**Task to carry out**
In the records below, count the lines that have "never" and answer with the number alone.

**Dataset entries**
=== Begin Enclosure ===

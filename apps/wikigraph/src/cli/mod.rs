//! # WikiGraph CLI Module
//!
//! ## Available Commands
//!
//! - `server` - Start the HTTP server
//! - `health` - Check database connectivity
//! - `analytics` - Graph totals and top lists
//! - `pagerank` - Rank Articles by importance
//! - `louvain` - Detect communities
//! - `similar` - Articles similar to one Article
//! - `path` - Shortest path between two Articles
//! - `recommend` - Recommendations for one Article
//! - `query` - Run a raw Cypher statement

mod commands;

use crate::config::Settings;
use clap::{Parser, Subcommand};
use std::path::PathBuf;
use wikigraph_core::WikiGraphError;
use wikigraph_core::primitives::{
    DEFAULT_PATH_DEPTH, DEFAULT_RECOMMENDATION_LIMIT, DEFAULT_TOP_N,
};

pub use commands::*;

// =============================================================================
// CLI STRUCTURE
// =============================================================================

/// WikiGraph - knowledge graph query and analytics server
///
/// Serves lookups, path finding, recommendations, analytics and graph
/// algorithms over an Article/Community graph held in Neo4j.
#[derive(Parser, Debug)]
#[command(name = "wikigraph")]
#[command(version, about, long_about = None)]
pub struct Cli {
    /// Enable verbose output
    #[arg(short, long, global = true)]
    pub verbose: bool,

    /// Suppress banner output
    #[arg(short, long, global = true)]
    pub quiet: bool,

    /// TOML settings file (overrides WIKIGRAPH_CONFIG)
    #[arg(short, long, global = true)]
    pub config: Option<PathBuf>,

    /// Output in JSON format (for programmatic access)
    #[arg(long, global = true)]
    pub json_mode: bool,

    /// Subcommand to execute
    #[command(subcommand)]
    pub command: Option<Commands>,
}

/// Available CLI commands.
#[derive(Subcommand, Debug)]
pub enum Commands {
    /// Start HTTP server
    Server {
        /// Host to bind to (overrides settings)
        #[arg(short = 'H', long)]
        host: Option<String>,

        /// Port to bind to (overrides settings)
        #[arg(short, long)]
        port: Option<u16>,
    },

    /// Check database connectivity
    Health,

    /// Show graph totals, top communities and top articles
    Analytics {
        /// Number of entries in each top list
        #[arg(short = 'n', long, default_value_t = DEFAULT_TOP_N)]
        top_n: usize,
    },

    /// Rank articles with PageRank
    Pagerank {
        #[arg(long, default_value_t = 20)]
        max_iterations: u32,

        #[arg(long, default_value_t = 0.85)]
        damping_factor: f64,

        #[arg(short, long, default_value_t = 10)]
        limit: usize,
    },

    /// Detect communities with Louvain
    Louvain {
        #[arg(long, default_value_t = 10)]
        max_levels: u32,

        /// Keep intermediate community levels
        #[arg(long)]
        include_intermediate: bool,
    },

    /// Find articles similar to one article
    Similar {
        /// Source article_id property
        article_id: String,

        #[arg(short, long, default_value_t = 10)]
        limit: usize,

        /// Minimum similarity score
        #[arg(long, default_value_t = 0.1)]
        cutoff: f64,
    },

    /// Shortest path between two articles
    Path {
        /// Source article id
        source: i64,

        /// Target article id
        target: i64,

        #[arg(short = 'd', long, default_value_t = DEFAULT_PATH_DEPTH)]
        max_depth: u32,
    },

    /// Recommend articles related to one article
    Recommend {
        /// Source article id
        article_id: i64,

        #[arg(short, long, default_value_t = DEFAULT_RECOMMENDATION_LIMIT)]
        limit: usize,

        /// community, references or hybrid
        #[arg(short, long, default_value = "community")]
        strategy: String,
    },

    /// Execute a raw Cypher statement
    Query {
        /// Cypher text
        cypher: String,

        /// Parameters as a JSON object
        #[arg(short, long)]
        params: Option<String>,

        /// Run in a write transaction
        #[arg(short, long)]
        write: bool,
    },
}

// =============================================================================
// COMMAND EXECUTION
// =============================================================================

/// Execute the CLI with parsed arguments.
pub async fn execute(cli: Cli) -> Result<(), WikiGraphError> {
    let settings = Settings::load(cli.config.as_deref())?;
    let json_mode = cli.json_mode;

    match cli.command {
        Some(Commands::Server { host, port }) => cmd_server(settings, host, port).await,
        Some(Commands::Health) | None => cmd_health(&settings, json_mode).await,
        Some(Commands::Analytics { top_n }) => cmd_analytics(&settings, json_mode, top_n).await,
        Some(Commands::Pagerank {
            max_iterations,
            damping_factor,
            limit,
        }) => {
            cmd_pagerank(
                &settings,
                json_mode,
                max_iterations,
                damping_factor,
                limit,
            )
            .await
        }
        Some(Commands::Louvain {
            max_levels,
            include_intermediate,
        }) => cmd_louvain(&settings, json_mode, max_levels, include_intermediate).await,
        Some(Commands::Similar {
            article_id,
            limit,
            cutoff,
        }) => cmd_similar(&settings, json_mode, article_id, limit, cutoff).await,
        Some(Commands::Path {
            source,
            target,
            max_depth,
        }) => cmd_path(&settings, json_mode, source, target, max_depth).await,
        Some(Commands::Recommend {
            article_id,
            limit,
            strategy,
        }) => cmd_recommend(&settings, json_mode, article_id, limit, &strategy).await,
        Some(Commands::Query {
            cypher,
            params,
            write,
        }) => cmd_query(&settings, json_mode, &cypher, params.as_deref(), write).await,
    }
}
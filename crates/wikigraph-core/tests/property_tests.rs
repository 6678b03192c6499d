//! # Property-Based Tests
//!
//! Invariants of the pure computations, checked with proptest.

use proptest::collection::vec;
use proptest::prelude::*;
use std::collections::BTreeSet;
use wikigraph_core::fallback::{
    DegreeRow, MembershipRow, NeighborhoodRow, community_labels, degree_centrality,
    jaccard_similar,
};
use wikigraph_core::gds::louvain_summary;
use wikigraph_core::shaper::{attach_ranks, finalize_recommendations};
use wikigraph_core::{AnalyticsTotals, CommunitySize, RecommendedArticle};

fn degree_rows(degrees: &[i64]) -> Vec<DegreeRow> {
    degrees
        .iter()
        .enumerate()
        .map(|(i, &degree)| DegreeRow {
            article_id: Some(format!("Q{i:04}")),
            article_title: None,
            degree,
        })
        .collect()
}

// =============================================================================
// PROPERTY TESTS
// =============================================================================

proptest! {
    /// Fallback PageRank scores over the whole dataset sum to 1.
    #[test]
    fn centrality_scores_sum_to_one(degrees in vec(0i64..50, 1..60)) {
        let rows = degree_rows(&degrees);
        let n = rows.len();
        let outcome = degree_centrality(rows, n);

        let sum: f64 = outcome.articles.iter().map(|a| a.score).sum();
        if degrees.iter().any(|&d| d > 0) {
            prop_assert!((sum - 1.0).abs() < 1e-9);
        } else {
            prop_assert!(sum.abs() < f64::EPSILON);
        }
        prop_assert_eq!(outcome.total_nodes, n as i64);
    }

    /// Results are ordered, bounded by the limit, and within [0, 1].
    #[test]
    fn centrality_is_ordered_and_bounded(
        degrees in vec(0i64..50, 0..60),
        limit in 1usize..100,
    ) {
        let outcome = degree_centrality(degree_rows(&degrees), limit);
        prop_assert!(outcome.articles.len() <= limit);
        for pair in outcome.articles.windows(2) {
            prop_assert!(pair[0].score >= pair[1].score);
            if (pair[0].score - pair[1].score).abs() < f64::EPSILON {
                prop_assert!(pair[0].article_id <= pair[1].article_id);
            }
        }
        for article in &outcome.articles {
            prop_assert!((0.0..=1.0).contains(&article.score));
        }

        let ranked = attach_ranks(outcome.articles);
        for (i, entry) in ranked.iter().enumerate() {
            prop_assert_eq!(entry.rank, i + 1);
        }
    }

    /// The stored-partition summary never reports empty communities and
    /// never counts more members than exist.
    #[test]
    fn community_labels_exclude_empty(
        raw in vec((0i64..1000, 0i64..20, proptest::option::of(0.0f64..1.0)), 0..40)
    ) {
        let total_members: i64 = raw.iter().map(|&(_, size, _)| size).sum();
        let rows: Vec<MembershipRow> = raw
            .into_iter()
            .map(|(community_id, size, density)| MembershipRow { community_id, size, density })
            .collect();

        let outcome = community_labels(rows);
        prop_assert!(outcome.communities.iter().all(|c| c.size > 0));
        let reported: i64 = outcome.communities.iter().map(|c| c.size).sum();
        prop_assert!(reported <= total_members);
        for pair in outcome.communities.windows(2) {
            prop_assert!(pair[0].size >= pair[1].size);
        }
        prop_assert!((0.0..=1.0).contains(&outcome.modularity));
    }

    /// Native Louvain proxies stay within [0, 1].
    #[test]
    fn louvain_proxies_bounded(raw in vec((0i64..1000, 1i64..500), 0..40)) {
        let sizes: Vec<CommunitySize> = raw
            .into_iter()
            .map(|(community_id, size)| CommunitySize { community_id, size })
            .collect();
        let outcome = louvain_summary(sizes);
        for community in &outcome.communities {
            prop_assert!((0.0..=1.0).contains(&community.modularity));
        }
        prop_assert!((0.0..=1.0).contains(&outcome.modularity));
    }

    /// Jaccard scores are in [0, 1], above the cutoff, sorted, bounded,
    /// and their shared-neighbour counts fit inside both sets.
    #[test]
    fn jaccard_bounds(
        source in proptest::collection::btree_set(0i64..40, 0..15),
        candidates in vec(proptest::collection::btree_set(0i64..40, 0..15), 0..20),
        cutoff in 0.0f64..1.0,
        limit in 1usize..30,
    ) {
        let rows: Vec<NeighborhoodRow> = candidates
            .iter()
            .enumerate()
            .map(|(i, set)| NeighborhoodRow {
                source_neighbors: source.iter().copied().collect(),
                article_id: Some(format!("C{i:03}")),
                article_title: None,
                candidate_neighbors: set.iter().copied().collect(),
            })
            .collect();

        let similar = jaccard_similar(&rows, cutoff, limit);
        prop_assert!(similar.len() <= limit);
        for pair in similar.windows(2) {
            prop_assert!(pair[0].similarity_score >= pair[1].similarity_score);
        }
        for article in &similar {
            prop_assert!(article.similarity_score >= cutoff);
            prop_assert!(article.similarity_score <= 1.0);
            prop_assert!(article.common_neighbors as usize <= source.len());
        }
    }

    /// Undirected traversal counts halve back to the edge count.
    #[test]
    fn analytics_edge_halving_round_trips(
        articles in 0i64..100_000,
        communities in 0i64..1000,
        edges in 0i64..1_000_000,
    ) {
        let totals = AnalyticsTotals::from_raw(articles, communities, edges * 2);
        prop_assert_eq!(totals.total_edges, edges);
        if articles > 0 {
            let expected = (2 * edges) as f64 / articles as f64;
            prop_assert!((totals.avg_degree - expected).abs() < 1e-9);
        } else {
            prop_assert!(totals.avg_degree.abs() < f64::EPSILON);
        }
    }

    /// Recommendations never contain their source and respect the limit.
    #[test]
    fn recommendations_exclude_source(
        ids in vec(0i64..30, 0..60),
        source in 0i64..30,
        limit in 1usize..50,
    ) {
        let list: Vec<RecommendedArticle> = ids
            .iter()
            .map(|&id| RecommendedArticle {
                id,
                target: None,
                community_id: None,
                score: 1.0,
                reason: "Hybrid recommendation".to_string(),
            })
            .collect();
        let kept = finalize_recommendations(source, list, limit);
        prop_assert!(kept.len() <= limit);
        let kept_ids: BTreeSet<i64> = kept.iter().map(|r| r.id).collect();
        prop_assert!(!kept_ids.contains(&source));
    }
}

=== End Enclosure ===

**Reply**
3